» **Material shown**:
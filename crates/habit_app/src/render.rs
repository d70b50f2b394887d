use habit_core::calendar::{weeks, DayCell};
use habit_core::date::DAY_NAMES;
use habit_core::service::HabitStats;
use habit_core::Habit;

const CELL_WIDTH: usize = 5;

/// One-line summary as shown on the habit list.
pub fn render_card(habit: &Habit) -> String {
    let mark = if habit.completed_today { "✓" } else { " " };
    let icon = habit
        .icon
        .as_deref()
        .map(|icon| format!("{icon} "))
        .unwrap_or_default();
    format!(
        "[{mark}] {icon}{}  ·  {} day streak  (id {})",
        habit.name, habit.streak, habit.id
    )
}

pub fn render_detail(habit: &Habit) -> String {
    let mut lines = vec![render_card(habit)];
    if !habit.description.trim().is_empty() {
        lines.push(format!("    {}", habit.description.trim()));
    }
    lines.push(format!("    Current Streak: {}", habit.streak));
    lines.push(format!("    Best Streak:    {}", habit.longest_streak));
    lines.push(format!(
        "    {}: {} {}",
        habit.frequency.goal_heading(),
        habit.goal,
        habit.goal_label()
    ));
    lines.join("\n")
}

/// Sunday-first month grid. Completed days carry `*`, today is bracketed.
pub fn render_calendar(title: &str, cells: &[DayCell]) -> String {
    let grid_width = CELL_WIDTH * 7;
    let mut lines = vec![format!("{title:^grid_width$}").trim_end().to_string()];
    lines.push(
        DAY_NAMES
            .iter()
            .map(|name| format!("{name:^width$}", width = CELL_WIDTH))
            .collect::<String>()
            .trim_end()
            .to_string(),
    );
    for row in weeks(cells) {
        let line: String = row.iter().map(render_cell).collect();
        lines.push(line.trim_end().to_string());
    }
    lines.push("* completed   [ ] today".to_string());
    lines.join("\n")
}

fn render_cell(cell: &DayCell) -> String {
    match cell {
        DayCell::Empty => " ".repeat(CELL_WIDTH),
        DayCell::Day {
            completed,
            is_today,
            ..
        } => {
            let day = cell.day_of_month().unwrap_or_default();
            let mark = if *completed { '*' } else { ' ' };
            if *is_today {
                format!("[{day:>2}{mark}]")
            } else {
                format!(" {day:>2}{mark} ")
            }
        }
    }
}

pub fn render_stats(stats: &HabitStats) -> String {
    format!(
        "{} habits · {} done today · overall progress {}%",
        stats.total, stats.completed_today, stats.overall_progress
    )
}

#[cfg(test)]
mod tests {
    use super::*;
    use std::collections::BTreeSet;

    use habit_core::calendar::month_cells;
    use habit_core::date::parse_date;
    use habit_core::{HabitFormData, HabitId};

    fn habit() -> Habit {
        let form = HabitFormData::new("Drink Water")
            .with_description("Stay hydrated")
            .with_goal(8)
            .with_unit("cup");
        let mut habit = Habit::from_form(HabitId::new("1"), form);
        habit.icon = Some("💧".into());
        habit
    }

    #[test]
    fn card_shows_completion_and_streak() {
        let mut habit = habit();
        assert_eq!(
            render_card(&habit),
            "[ ] 💧 Drink Water  ·  0 day streak  (id 1)"
        );
        let today = parse_date("2025-06-23").unwrap();
        habit.toggle_on(today, today);
        assert!(render_card(&habit).starts_with("[✓]"));
        assert!(render_card(&habit).contains("1 day streak"));
    }

    #[test]
    fn detail_lists_goal_text() {
        let detail = render_detail(&habit());
        assert!(detail.contains("Stay hydrated"));
        assert!(detail.contains("Daily Goal: 8 cups per day"));
        assert!(detail.contains("Best Streak:    0"));
    }

    #[test]
    fn calendar_marks_today_and_completions() {
        let completed: BTreeSet<_> = [
            parse_date("2025-06-02").unwrap(),
            parse_date("2025-06-03").unwrap(),
        ]
        .into();
        let today = parse_date("2025-06-03").unwrap();
        let cells = month_cells(&completed, 2025, 6, today).unwrap();
        let text = render_calendar("June 2025", &cells);
        let lines: Vec<&str> = text.lines().collect();

        assert_eq!(lines[0].trim(), "June 2025");
        assert_eq!(lines[1], " Sun  Mon  Tue  Wed  Thu  Fri  Sat");
        assert_eq!(lines[2], "  1    2* [ 3*]  4    5    6    7");
        assert_eq!(lines[6], " 29   30");
        assert_eq!(lines.last().copied(), Some("* completed   [ ] today"));
    }

    #[test]
    fn stats_line() {
        let stats = HabitStats {
            total: 3,
            completed_today: 1,
            overall_progress: 33,
        };
        assert_eq!(
            render_stats(&stats),
            "3 habits · 1 done today · overall progress 33%"
        );
    }
}
pub mod calendar;
pub mod clock;
pub mod date;
pub mod error;
pub mod habit;
pub mod service;
pub mod store;
pub mod streak;
pub mod tracker;

pub use crate::error::{HabitError, HabitResult};
pub use crate::habit::{Frequency, Habit, HabitFormData, HabitId, ToggleOutcome};
pub use crate::service::{HabitService, HabitServiceBuilder};
pub use crate::tracker::HabitCompletionTracker;
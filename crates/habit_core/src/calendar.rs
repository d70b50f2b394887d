use std::collections::BTreeSet;

use chrono::{Datelike, NaiveDate};
use serde::Serialize;

use crate::date::{days_in_month, first_of_month, first_weekday_offset, format_date};
use crate::error::HabitResult;

/// One cell of a Sunday-first month grid.
#[derive(Debug, Clone, PartialEq, Eq, Serialize)]
#[serde(tag = "kind")]
pub enum DayCell {
    /// Padding before the first of the month.
    #[serde(rename = "empty")]
    Empty,
    #[serde(rename = "day")]
    Day {
        #[serde(serialize_with = "serialize_date")]
        date: NaiveDate,
        completed: bool,
        is_today: bool,
        is_future: bool,
    },
}

impl DayCell {
    pub fn date(&self) -> Option<NaiveDate> {
        match self {
            DayCell::Empty => None,
            DayCell::Day { date, .. } => Some(*date),
        }
    }

    pub fn day_of_month(&self) -> Option<u32> {
        self.date().map(|date| date.day())
    }
}

fn serialize_date<S>(date: &NaiveDate, serializer: S) -> Result<S::Ok, S::Error>
where
    S: serde::Serializer,
{
    serializer.serialize_str(&format_date(*date))
}

/// Cells for `year`-`month` in row-major order: leading padding, then one
/// cell per day of the month.
pub fn month_cells(
    completed: &BTreeSet<NaiveDate>,
    year: i32,
    month: u32,
    today: NaiveDate,
) -> HabitResult<Vec<DayCell>> {
    let first = first_of_month(year, month)?;
    let offset = first_weekday_offset(year, month)? as usize;
    let day_count = days_in_month(year, month) as usize;

    let mut cells = Vec::with_capacity(offset + day_count);
    cells.extend(std::iter::repeat(DayCell::Empty).take(offset));
    cells.extend(first.iter_days().take(day_count).map(|date| DayCell::Day {
        date,
        completed: completed.contains(&date),
        is_today: date == today,
        is_future: date > today,
    }));
    Ok(cells)
}

/// Splits a cell sequence into rows of seven, padding the last row.
pub fn weeks(cells: &[DayCell]) -> Vec<Vec<DayCell>> {
    cells
        .chunks(7)
        .map(|row| {
            let mut row = row.to_vec();
            row.resize(7, DayCell::Empty);
            row
        })
        .collect()
}
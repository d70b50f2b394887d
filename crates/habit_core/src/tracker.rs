use chrono::NaiveDate;
use tracing::{debug, warn};

use crate::calendar::{month_cells, DayCell};
use crate::clock::{Clock, SystemClock};
use crate::date::parse_date;
use crate::error::HabitResult;
use crate::habit::{Habit, ToggleOutcome};

/// Completion queries and toggles for a habit, with "today" supplied by a
/// clock and string dates validated before they reach the habit.
#[derive(Debug, Clone, Default)]
pub struct HabitCompletionTracker<C = SystemClock> {
    clock: C,
}

impl<C: Clock> HabitCompletionTracker<C> {
    pub fn new(clock: C) -> Self {
        Self { clock }
    }

    pub fn today(&self) -> NaiveDate {
        self.clock.today()
    }

    pub fn is_completed(&self, habit: &Habit, date: &str) -> HabitResult<bool> {
        Ok(habit.is_completed_on(parse_date(date)?))
    }

    /// Strictly after today, compared by calendar day.
    pub fn is_future(&self, date: &str) -> HabitResult<bool> {
        Ok(parse_date(date)? > self.today())
    }

    pub fn toggle(&self, habit: &mut Habit, date: &str) -> HabitResult<ToggleOutcome> {
        Ok(self.toggle_date(habit, parse_date(date)?))
    }

    pub fn toggle_date(&self, habit: &mut Habit, date: NaiveDate) -> ToggleOutcome {
        let outcome = habit.toggle_on(date, self.today());
        debug!(habit = %habit.id, %date, ?outcome, streak = habit.streak, "toggled completion");
        outcome
    }

    /// Snapshot variant of [`toggle`](Self::toggle): returns the updated habit
    /// and leaves the input untouched.
    pub fn toggled(&self, habit: &Habit, date: &str) -> HabitResult<(Habit, ToggleOutcome)> {
        Ok(self.toggled_date(habit, parse_date(date)?))
    }

    pub fn toggled_date(&self, habit: &Habit, date: NaiveDate) -> (Habit, ToggleOutcome) {
        let mut next = habit.clone();
        let outcome = self.toggle_date(&mut next, date);
        (next, outcome)
    }

    /// Brings a loaded snapshot up to date: completions after today are
    /// dropped and the derived fields recomputed.
    pub fn refresh(&self, habit: &mut Habit) {
        let today = self.today();
        let dropped = habit.discard_after(today);
        if !dropped.is_empty() {
            warn!(
                habit = %habit.id,
                %today,
                dropped = ?dropped,
                "discarding completions dated after today"
            );
        }
        habit.refresh(today);
    }

    pub fn visible_month_cells(
        &self,
        habit: &Habit,
        year: i32,
        month: u32,
    ) -> HabitResult<Vec<DayCell>> {
        month_cells(&habit.completed_dates, year, month, self.today())
    }
}

#[cfg(test)]
mod tests {
    use super::*;
    use crate::clock::FixedClock;
    use crate::error::HabitError;
    use crate::habit::{HabitFormData, HabitId};

    fn tracker() -> HabitCompletionTracker<FixedClock> {
        HabitCompletionTracker::new(FixedClock(parse_date("2025-06-23").unwrap()))
    }

    fn habit_with(dates: &[&str]) -> Habit {
        let mut habit = Habit::from_form(HabitId::new("1"), HabitFormData::new("Stretch"));
        habit.completed_dates = dates.iter().map(|d| parse_date(d).unwrap()).collect();
        habit
    }

    #[test]
    fn toggling_today_extends_a_broken_run() {
        let tracker = tracker();
        let mut habit = habit_with(&["2025-06-20", "2025-06-22"]);
        let outcome = tracker.toggle(&mut habit, "2025-06-23").unwrap();
        assert_eq!(outcome, ToggleOutcome::Completed);
        assert!(tracker.is_completed(&habit, "2025-06-23").unwrap());
        assert_eq!(habit.streak, 2);
        assert!(habit.completed_today);
    }

    #[test]
    fn future_dates_are_inert() {
        let tracker = tracker();
        let habit = habit_with(&["2025-06-22"]);
        assert!(tracker.is_future("2025-06-30").unwrap());
        assert!(!tracker.is_future("2025-06-23").unwrap());
        let (next, outcome) = tracker.toggled(&habit, "2025-06-30").unwrap();
        assert_eq!(outcome, ToggleOutcome::IgnoredFuture);
        assert_eq!(next, habit);
    }

    #[test]
    fn empty_history_has_nothing_today() {
        let tracker = tracker();
        let mut habit = habit_with(&[]);
        habit.refresh(tracker.today());
        assert_eq!(habit.streak, 0);
        assert!(!habit.completed_today);
    }

    #[test]
    fn refresh_drops_future_completions() {
        let tracker = tracker();
        let mut habit = habit_with(&["2025-06-21", "2025-06-22", "2025-06-30"]);
        habit.streak = 7;
        tracker.refresh(&mut habit);
        assert!(!tracker.is_completed(&habit, "2025-06-30").unwrap());
        assert_eq!(habit.completed_dates.len(), 2);
        assert_eq!(habit.streak, 2);
        assert_eq!(habit.longest_streak, 2);
    }

    #[test]
    fn double_toggle_restores_history() {
        let tracker = tracker();
        let mut habit = habit_with(&[]);
        tracker.toggle(&mut habit, "2025-06-23").unwrap();
        tracker.toggle(&mut habit, "2025-06-23").unwrap();
        assert!(habit.completed_dates.is_empty());
        assert_eq!(habit.streak, 0);
        assert!(!habit.completed_today);
        // The best streak is a high-water mark and remembers the brief run.
        assert_eq!(habit.longest_streak, 1);
    }

    #[test]
    fn malformed_dates_fail_fast() {
        let tracker = tracker();
        let mut habit = habit_with(&[]);
        let before = habit.clone();
        assert_eq!(
            tracker.toggle(&mut habit, "2025-6-23"),
            Err(HabitError::InvalidDate("2025-6-23".into()))
        );
        assert!(tracker.is_completed(&habit, "June 23").is_err());
        assert!(tracker.is_future("").is_err());
        assert_eq!(habit, before);
    }

    #[test]
    fn month_cells_follow_completion() {
        let tracker = tracker();
        let habit = habit_with(&["2025-06-01", "2025-06-23"]);
        let cells = tracker.visible_month_cells(&habit, 2025, 6).unwrap();
        assert_eq!(cells.len(), 30);
        for cell in &cells {
            if let DayCell::Day { date, completed, .. } = cell {
                assert_eq!(*completed, habit.is_completed_on(*date));
            }
        }
    }
}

» **Assigned task**: Where a line of the listing holds "total", show that line.

» **Solution**:
        stats.total, stats.completed_today, stats.overall_progress
            total: 3,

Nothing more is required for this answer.